UPDATE: Frank Kerr Ready For Action On The Box

Photo by Jerry Jordan/Kickin' the Tires

By Jerry Jordan, Editor

BRISTOL, Tenn. – Less than 24-hours after being injured when the No. 72 car fell off the jack and pinned him underneath as he was looking under the frontend, crew chief Frank Kerr is back at the track and ready to lead Cole Whitt in tonight’ s Bass Pro Shops NRA Night Race.

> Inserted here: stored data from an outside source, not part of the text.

// Copyright (c) 2025 autounlock developers
//
// Licensed under the Apache License, Version 2.0
// <LICENSE-APACHE or https://www.apache.org/licenses/LICENSE-2.0> or the MIT
// license <LICENSE-MIT or https://opensource.org/licenses/MIT>, at your
// option. All files in the project carrying such notice may not be copied,
// modified, or distributed except according to those terms.

//! Persisted scheme parameters and the share path list.

use std::{
    fmt,
    fs::DirBuilder,
    os::unix::fs::DirBuilderExt,
    path::Path,
};

use anyhow::{Context, Result};
use bon::Builder;
use getset::{CopyGetters, Getters};
use serde::{Deserialize, Serialize};
use tracing::debug;
use zeroize::{Zeroize, ZeroizeOnDrop};

use crate::{
    constants::{STATE_DIR_MODE, STATE_FILE_MODE},
    error::Error,
    share::SharedSecret,
    utils::write_with_mode,
};

/// What unlock needs to find and verify shares.  The wrapping secret is never
/// part of this.
#[derive(
    Builder, Clone, CopyGetters, Deserialize, Eq, Getters, PartialEq, Serialize, Zeroize, ZeroizeOnDrop,
)]
#[serde(rename_all = "camelCase")]
pub struct PersistedState {
    /// Compressed verification point of the scheme instance
    #[getset(get = "pub")]
    #[serde(with = "b64")]
    #[builder(into)]
    verification_key: Vec<u8>,
    /// HMAC key every share is signed with
    #[getset(get = "pub")]
    #[serde(with = "b64")]
    #[builder(into)]
    signing_key: Vec<u8>,
    /// AES-GCM nonce the keyfile was sealed with
    #[getset(get = "pub")]
    #[serde(with = "b64")]
    #[builder(into)]
    nonce: Vec<u8>,
    /// Shares needed to reconstruct
    #[getset(get_copy = "pub")]
    threshold: u16,
}

impl fmt::Debug for PersistedState {
    fn fmt(&self, f: &mut fmt::Formatter<'_>) -> fmt::Result {
        f.debug_struct("PersistedState")
            .field("threshold", &self.threshold)
            .finish_non_exhaustive()
    }
}

impl PersistedState {
    /// The persisted subset of a freshly created secret
    #[must_use]
    pub fn from_secret(secret: &SharedSecret, threshold: u16) -> Self {
        Self::builder()
            .verification_key(secret.verification_key().as_slice())
            .signing_key(secret.signing_key().as_slice())
            .nonce(secret.nonce().as_slice())
            .threshold(threshold)
            .build()
    }

    /// Load state from a JSON file.
    ///
    /// # Errors
    ///
    /// * If the file cannot be read or parsed, an error is returned.
    ///
    pub fn read(path: &Path) -> Result<Self> {
        let data = std::fs::read(path)
            .with_context(|| Error::Config(format!("failed to read state file {}", path.display())))?;
        let state = serde_json::from_slice(&data)
            .with_context(|| Error::Config("failed to parse state file".into()))?;
        Ok(state)
    }

    /// Write state as pretty JSON (mode 0600), creating the parent
    /// directory (mode 0700) if needed.
    ///
    /// # Errors
    ///
    /// * If the directory cannot be created or the file written, an error is returned.
    ///
    pub fn write(&self, path: &Path) -> Result<()> {
        if let Some(parent) = path.parent().filter(|p| !p.as_os_str().is_empty()) {
            DirBuilder::new()
                .recursive(true)
                .mode(STATE_DIR_MODE)
                .create(parent)
                .with_context(|| format!("failed to create state directory {}", parent.display()))?;
        }
        let mut data = serde_json::to_vec_pretty(self).context("failed to serialize state")?;
        let written = write_with_mode(path, &data, STATE_FILE_MODE);
        data.zeroize();
        written.context("failed to write state file")
    }
}

/// Read the share path list: one path per line, trimmed, with blank lines
/// and `#` comments skipped.
///
/// # Errors
///
/// * If the file cannot be read, an error is returned.
///
pub fn read_share_paths(path: &Path) -> Result<Vec<String>> {
    let contents = std::fs::read_to_string(path).with_context(|| {
        Error::Config(format!("failed to open config file {}", path.display()))
    })?;
    let paths: Vec<String> = contents
        .lines()
        .map(str::trim)
        .filter(|line| !line.is_empty() && !line.starts_with('#'))
        .map(str::to_string)
        .collect();
    debug!(count = paths.len(), "Read share paths");
    Ok(paths)
}

mod b64 {
    use base64::{Engine as _, engine::general_purpose::STANDARD};
    use serde::{Deserialize as _, Deserializer, Serializer, de::Error as _};

    pub(super) fn serialize<S: Serializer>(bytes: &[u8], serializer: S) -> Result<S::Ok, S::Error> {
        serializer.serialize_str(&STANDARD.encode(bytes))
    }

    pub(super) fn deserialize<'de, D: Deserializer<'de>>(deserializer: D) -> Result<Vec<u8>, D::Error> {
        let encoded = String::deserialize(deserializer)?;
        STANDARD.decode(encoded.as_bytes()).map_err(D::Error::custom)
    }
}

#[cfg(test)]
mod test {
    use std::{fs, os::unix::fs::PermissionsExt};

    use anyhow::Result;
    use tempfile::TempDir;

    use super::{PersistedState, read_share_paths};
    use crate::{
        error::{Error, classify},
        share::create_secret,
    };

    #[test]
    fn state_round_trip_works() -> Result<()> {
        let dir = TempDir::new()?;
        let path = dir.path().join("nested").join("state.json");
        let secret = create_secret(2, 3)?;
        let state = PersistedState::from_secret(&secret, 2);
        state.write(&path)?;

        assert_eq!(PersistedState::read(&path)?, state);
        assert_eq!(fs::metadata(&path)?.permissions().mode() & 0o777, 0o600);
        let parent = path.parent().map(fs::metadata).transpose()?;
        assert_eq!(parent.map(|m| m.permissions().mode() & 0o777), Some(0o700));
        Ok(())
    }

    #[test]
    fn state_json_is_camel_case_base64() -> Result<()> {
        let state = PersistedState::builder()
            .verification_key(vec![1u8, 2, 3])
            .signing_key(vec![0xffu8; 4])
            .nonce(Vec::<u8>::new())
            .threshold(3)
            .build();
        let json: serde_json::Value = serde_json::to_value(&state)?;
        assert_eq!(json["verificationKey"], "AQID");
        assert_eq!(json["signingKey"], "/////w==");
        assert_eq!(json["nonce"], "");
        assert_eq!(json["threshold"], 3);
        Ok(())
    }

    #[test]
    fn debug_hides_keys() {
        let state = PersistedState::builder()
            .verification_key(vec![7u8; 32])
            .signing_key(vec![9u8; 32])
            .nonce(vec![1u8; 12])
            .threshold(2)
            .build();
        let debug = format!("{state:?}");
        assert!(debug.contains("threshold: 2"));
        assert!(!debug.contains("signing_key"));
    }

    #[test]
    fn missing_or_corrupt_state_is_config_error() -> Result<()> {
        let dir = TempDir::new()?;
        let path = dir.path().join("state.json");
        let err = PersistedState::read(&path).unwrap_err();
        assert!(matches!(classify(&err), Some(Error::Config(_))));

        fs::write(&path, b"{\"verificationKey\": \"not base64!\"}")?;
        let err = PersistedState::read(&path).unwrap_err();
        assert!(matches!(classify(&err), Some(Error::Config(_))));
        Ok(())
    }

    #[test]
    fn read_share_paths_works() -> Result<()> {
        let dir = TempDir::new()?;
        let path = dir.path().join("config.txt");
        fs::write(
            &path,
            "# share locations\n\n  dns:share1.example.com  \nhttps://example.com/s2\n\t\n# https://old.example.com\n/mnt/usb/share3\n",
        )?;
        assert_eq!(
            read_share_paths(&path)?,
            vec![
                "dns:share1.example.com".to_string(),
                "https://example.com/s2".to_string(),
                "/mnt/usb/share3".to_string(),
            ]
        );
        Ok(())
    }
}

“I guess the old saying, if you’re going to be dumb you better be tough, right,” Kerr said, trying not to laugh too hard as he explained how he was hurt during the first practice session at Bristol Motor Speedway on Friday. “Basically, there was 20 to 25 minutes left to go in practice and we were making a change. The left side of the car went up in the air and they were getting the jack stand under there and I thought it was under by then. But they had to hit the jack again to get it up and the jack rolled and the car landed on top of me.”

Although he was taken to the hospital he wanted to come back for qualifying later that night, said Cole Whitt, who told him to take it easy.

“He is a tough old bird, I will tell you that,” Whitt said. “I knew he wanted to come back even for qualifying and I texted between practices and said, ‘dude, you need to just chill or lay down. You’re one of the toughest people I know.’”

Kerr said it really was his plan to return to the track Friday night but his daughter stepped in. He said she drove up to the track after taking off early from work to help him. She sat in the back of the conference room of the hauler as Kerr fielded media interviews – arm in a sling – trying to relax.

“I was trying to do, but my daughter over there wouldn’t let me,” he said. “I bruised my sternum, my ribs. They’re really sore. But I broke my scapula. Really nothing you can do for it, but keep it still for a while, endure the pain and go on.

“I didn’t realize – right in the middle of my back I got this pain and here the radio clip was still clipped onto my back and digging in.”

Being an old school racer in the Sprint Car divisions, Kerr has seen his share of injuries throughout his lifetime. Along the way to 250 race wins as a driver before turning crew chief, he’d pretty much broken everything that’s hurting him now. He said he just hopes other teams will take note from a safety aspect.

“All these things that we’re talking about I’ve broke before,” Kerr said. “It’s happened before, so it’s bad but as a team we need to learn from it and I hope other teams learn from it also. Accidents can happen in a hurry.”